Possible side effect
Common: tremor, headache, tachycardia, palpitations, muscle cramps, nervousness. Less common: hypokalemia, hyperglycemia, dizziness, throat irritation, cough. Rare: paradoxical bronchospasm, allergic reactions (rash, angioedema), chest pain, arrhythmias. Most side effects are dose-dependent and transient.
Drug interaction
Beta-blockers (e.g., propranolol) may antagonize bronchodilator effect and increase risk of bronchospasm. Concomitant use with other sympathomimetics may potentiate cardiovascular effects. Diuretics or corticosteroids may enhance hypokalemic effect. MAO inhibitors and tricyclic antidepressants may potentiate vascular effects. Use cautiously with digoxin—risk of hypokalemia may increase digoxin toxicity. Theophylline may increase risk of adverse effects.
Missed dose
If a scheduled dose is missed, take it as soon as remembered unless it is almost time for the next dose. Do not double the dose to catch up. For rescue use, take as needed—no fixed schedule applies.
Overdose
Symptoms may include angina, hypertension or hypotension, tachycardia, arrhythmias, nervousness, headache, tremor, dry mouth, palpitations, nausea, hypokalemia, hyperglycemia.

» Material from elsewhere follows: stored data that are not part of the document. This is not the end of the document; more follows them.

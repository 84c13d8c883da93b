//! Core types and utilities for reading scanned punched cards.
//!
//! This crate is intentionally small. It knows nothing about card geometry
//! or hole codes; it only provides the image plumbing the reader is built on:
//! borrowed/owned image buffers, fast rectangular sums, the linear edge model
//! and a debug annotation layer.

mod error;
mod image;
mod integral;
mod line;
mod logger;
mod overlay;

pub use error::ImageError;
pub use image::{CardImage, CardImageView, Polarity};
pub use integral::IntegralImage;
pub use line::{fit_line, EdgeLine};
pub use overlay::DebugOverlay;

#[cfg(feature = "tracing")]
pub use logger::init_tracing;

pub use logger::init_with_level;
//! Front/back verification of duplex scans.
//!
//! A duplex scanner sees both faces of every card. Reading each face on its
//! own and comparing the column values catches most misreads without any
//! reference data.

use cardscan_core::CardImageView;
use cardscan_hollerith::National;
use cardscan_reader::{CardReader, CardReading, ReadError, ReadingOrder};

#[cfg(feature = "tracing")]
use tracing::instrument;

#[derive(Clone, Copy, Debug, PartialEq, Eq)]
pub enum Verdict {
    /// Both faces decoded to the same column values.
    Good,
    Bad,
}

impl Verdict {
    /// Four-character label used in report lines.
    pub fn label(self) -> &'static str {
        match self {
            Verdict::Good => "good",
            Verdict::Bad => "bad ",
        }
    }
}

/// Readings of both faces of one card.
#[derive(Clone, Debug)]
pub struct DuplexReading {
    pub front: CardReading,
    pub back: CardReading,
}

impl DuplexReading {
    #[cfg_attr(feature = "tracing", instrument(level = "info", skip_all))]
    pub fn read(
        reader: &CardReader,
        front: &CardImageView<'_>,
        back: &CardImageView<'_>,
    ) -> Result<Self, ReadError> {
        let front = reader.read(front, ReadingOrder::Front)?;
        let back = reader.read(back, ReadingOrder::Back)?;
        Ok(Self { front, back })
    }

    pub fn matches(&self) -> bool {
        self.front.values() == self.back.values()
    }

    pub fn verdict(&self) -> Verdict {
        if self.matches() {
            Verdict::Good
        } else {
            Verdict::Bad
        }
    }

    /// Report for one card pair.
    ///
    /// The first line is `<verdict> <front text padded to 80> <front> <back>`.
    /// A bad pair is followed by both dumps, prefixed `# fs ` and `# bs `.
    pub fn report(&self, front_name: &str, back_name: &str, national: National) -> Vec<String> {
        let verdict = self.verdict();
        let text = national.apply(&self.front.text());
        let mut lines = vec![format!(
            "{} {:<80} {} {}",
            verdict.label(),
            text,
            front_name,
            back_name
        )];
        if verdict == Verdict::Bad {
            for (prefix, reading) in [("# fs", &self.front), ("# bs", &self.back)] {
                let mut dump = reading.dump().into_iter();
                if let Some(text) = dump.next() {
                    lines.push(format!("{prefix} {}", national.apply(&text)));
                }
                lines.extend(dump.map(|line| format!("{prefix} {line}")));
            }
        }
        lines
    }
}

Cardiac arrest may occur in severe cases. Treatment is supportive and symptomatic: discontinuation, cardiac monitoring, correction of electrolytes. Consider cardioselective beta-blocker (e.g., metoprolol) if severe cardiovascular symptoms occur, but with caution in asthmatics due to risk of bronchospasm.
Storage
Store at room temperature (15–30°C). Avoid freezing, direct sunlight, and excessive heat. Do not puncture or incinerate the canister. Keep away from children. For nebulization solutions, check clarity and discard if discolored or contaminated. MDIs should be cleaned weekly; follow manufacturer instructions.
Disclaimer
This information is for educational purposes and does not replace professional medical advice. Always consult a healthcare provider for diagnosis, treatment decisions, and personalized dosing. Do not initiate, modify, or discontinue therapy without medical supervision. Not all uses, precautions, or interactions are listed here.
Reviews
Clinical studies and meta-analyses consistently demonstrate Asthalin’s efficacy in rapidly reversing bronchoconstriction. A 2022 systematic review noted onset of action within 5 minutes in 90% of patients, with mean FEV1 improvement of 30–35% post-inhalation. Long-term safety profiles are well-established, though overuse remains a concern. Patient satisfaction surveys highlight portability and rapid symptom relief as key advantages. Some critiques note the short duration requires frequent dosing in persistent cases, making combination with long-acting agents preferable for maintenance. Overall, it remains a gold-standard rescue therapy in global asthma guidelines.